●潜伏キリシタンの揺るがない信仰心
日本におけるキリスト教弾圧の歴史は、キリスト教徒と話題にするにはあまりにデリケートすぎるかもしれません。
しかし、物事には様々な面があり、250年もの禁教は、それでも信仰を貫く「潜伏キリシタン」を生み出しました(紛らわしいのですが隠れキリシタンとは、明治維新後も独自の様式で信仰を続けるキリスト教徒を指します)。
長崎にある大浦天主堂は、一八六五年にフランス人のカトリック神父によって建設されました。
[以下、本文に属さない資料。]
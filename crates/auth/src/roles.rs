use serde::{Deserialize, Serialize};

/// Role carried in a token.
///
/// Only `Admin` may change billing data; the other roles can read.
#[derive(Debug, Copy, Clone, PartialEq, Eq, Hash, Serialize, Deserialize)]
#[serde(rename_all = "lowercase")]
pub enum Role {
    Admin,
    School,
    Student,
}

impl Role {
    pub fn as_str(self) -> &'static str {
        match self {
            Role::Admin => "admin",
            Role::School => "school",
            Role::Student => "student",
        }
    }
}

impl core::fmt::Display for Role {
    fn fmt(&self, f: &mut core::fmt::Formatter<'_>) -> core::fmt::Result {
        f.write_str(self.as_str())
    }
}
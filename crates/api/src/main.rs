use anyhow::Context;

use bursar_infra::config::{LogFormat, Settings};
use bursar_observability::OutputFormat;

#[tokio::main]
async fn main() -> anyhow::Result<()> {
    let settings = Settings::from_env().context("invalid configuration")?;

    bursar_observability::init(match settings.log_format {
        LogFormat::Json => OutputFormat::Json,
        LogFormat::Pretty => OutputFormat::Pretty,
    });

    let app = bursar_api::app::build_app(&settings).await?;

    let listener = tokio::net::TcpListener::bind(settings.bind_addr)
        .await
        .with_context(|| format!("failed to bind {}", settings.bind_addr))?;

    tracing::info!(addr = %listener.local_addr()?, "listening");

    axum::serve(listener, app).await?;
    Ok(())
}
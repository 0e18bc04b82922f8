//! HS256 token issuing and verification.

use chrono::{DateTime, Duration, Utc};
use jsonwebtoken::{Algorithm, DecodingKey, EncodingKey, Header, Validation};
use thiserror::Error;

use crate::claims::{JwtClaims, TokenValidationError, validate_claims};
use crate::Role;

#[derive(Debug, Error, Clone, PartialEq, Eq)]
pub enum TokenError {
    #[error("token is malformed or its signature does not verify")]
    Invalid,

    #[error(transparent)]
    Claims(#[from] TokenValidationError),

    #[error("failed to sign token: {0}")]
    Signing(String),
}

/// Verifies a bearer token and returns its claims.
pub trait JwtValidator: Send + Sync {
    fn validate(&self, token: &str, now: DateTime<Utc>) -> Result<JwtClaims, TokenError>;
}

/// Shared-secret (HS256) signer and validator.
#[derive(Clone)]
pub struct Hs256Jwt {
    encoding: EncodingKey,
    decoding: DecodingKey,
    ttl: Duration,
}

impl core::fmt::Debug for Hs256Jwt {
    fn fmt(&self, f: &mut core::fmt::Formatter<'_>) -> core::fmt::Result {
        f.debug_struct("Hs256Jwt")
            .field("ttl", &self.ttl)
            .finish_non_exhaustive()
    }
}

impl Hs256Jwt {
    pub fn new(secret: &[u8], ttl: Duration) -> Self {
        Self {
            encoding: EncodingKey::from_secret(secret),
            decoding: DecodingKey::from_secret(secret),
            ttl,
        }
    }

    pub fn ttl(&self) -> Duration {
        self.ttl
    }

    /// Sign a token for `subject` valid from `now` for the configured TTL.
    pub fn issue(&self, subject: &str, role: Role, now: DateTime<Utc>) -> Result<String, TokenError> {
        let claims = JwtClaims {
            sub: subject.to_string(),
            role,
            issued_at: now,
            expires_at: now + self.ttl,
        };
        jsonwebtoken::encode(&Header::new(Algorithm::HS256), &claims, &self.encoding)
            .map_err(|e| TokenError::Signing(e.to_string()))
    }
}

impl JwtValidator for Hs256Jwt {
    fn validate(&self, token: &str, now: DateTime<Utc>) -> Result<JwtClaims, TokenError> {
        let mut validation = Validation::new(Algorithm::HS256);
        // The time window is checked against `now` by `validate_claims`.
        validation.validate_exp = false;
        validation.set_required_spec_claims(&["exp", "sub"]);

        let data = jsonwebtoken::decode::<JwtClaims>(token, &self.decoding, &validation)
            .map_err(|e| {
                tracing::debug!(error = %e, "rejected bearer token");
                TokenError::Invalid
            })?;
        validate_claims(&data.claims, now)?;
        Ok(data.claims)
    }
}

#[cfg(test)]
mod tests {
    use super::*;

    fn signer(secret: &str) -> Hs256Jwt {
        Hs256Jwt::new(secret.as_bytes(), Duration::minutes(30))
    }

    #[test]
    fn issued_tokens_validate_until_expiry() {
        let jwt = signer("test-secret-0123456789");
        let now = Utc::now();
        let token = jwt.issue("admin@school.test", Role::Admin, now).unwrap();

        let claims = jwt.validate(&token, now).unwrap();
        assert_eq!(claims.sub, "admin@school.test");
        assert_eq!(claims.role, Role::Admin);

        let err = jwt.validate(&token, now + Duration::minutes(31)).unwrap_err();
        assert_eq!(err, TokenError::Claims(TokenValidationError::Expired));
    }

    #[test]
    fn foreign_signature_is_rejected() {
        let now = Utc::now();
        let token = signer("some-other-secret-xyz")
            .issue("admin@school.test", Role::Admin, now)
            .unwrap();
        assert_eq!(
            signer("test-secret-0123456789").validate(&token, now),
            Err(TokenError::Invalid)
        );
    }

    #[test]
    fn garbage_is_rejected() {
        let jwt = signer("test-secret-0123456789");
        assert_eq!(jwt.validate("not.a.jwt", Utc::now()), Err(TokenError::Invalid));
    }
}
すでに日本は開国し、徳川幕府が力を失っていたために成し得たことです。
トピックスは、大浦天主堂が落成したとき、250年も隠れて信仰を守ってきた日本人キリスト教徒が来訪したこと。これは当時の世界のキリスト教徒を驚愕させました。
キリスト教徒との会話の際、「日本のキリスト教徒は、少数ながら篤い信仰心を持っていた」という話のネタにしてもいいでしょう。
ちなみに、キリスト教徒が洗礼の際につけられる名前は、聖書から取られることが多く、ファーストネームと同義と考えられることもあります。
英語で多いJamesはヤコブ、Johnはヨハネ、Paulはパウロからきています。日本人キリスト教徒の場合は、姓名の他にマルコ、ジョンなどが追加され、これがクリスチャンネームとされることがあります。
明治維新後は、キリスト教を信仰することが許されたので、キリスト教国が多くの宣教師を送ってきました。
同志社大学、関西学院大学、立教大学など多数のキリスト教系の大学も設立されました。しかし、日本人のキリスト教への改宗は進みませんでした。
現在でも、人口の約1%に留まっています。この少ないキリスト教徒の割合は、イスラム教が国教や国是の国を除くと、世界で最も少ない部類に入ります。
言い方を変えれば、日本は世界で最もキリスト教が浸透していない国の一つです。
この点は、欧米や日本のキリスト教徒とも議論になります。私は、森羅万象に神様が宿ると感じる民族である日本人には、すべてが神様の恵みであり思し召しであると考える一神教の考えが理解できないからだと思います。
日本人のグローバルリテラシーを高めるためにも、自分なりの答えを持っていたほうが良いでしょう。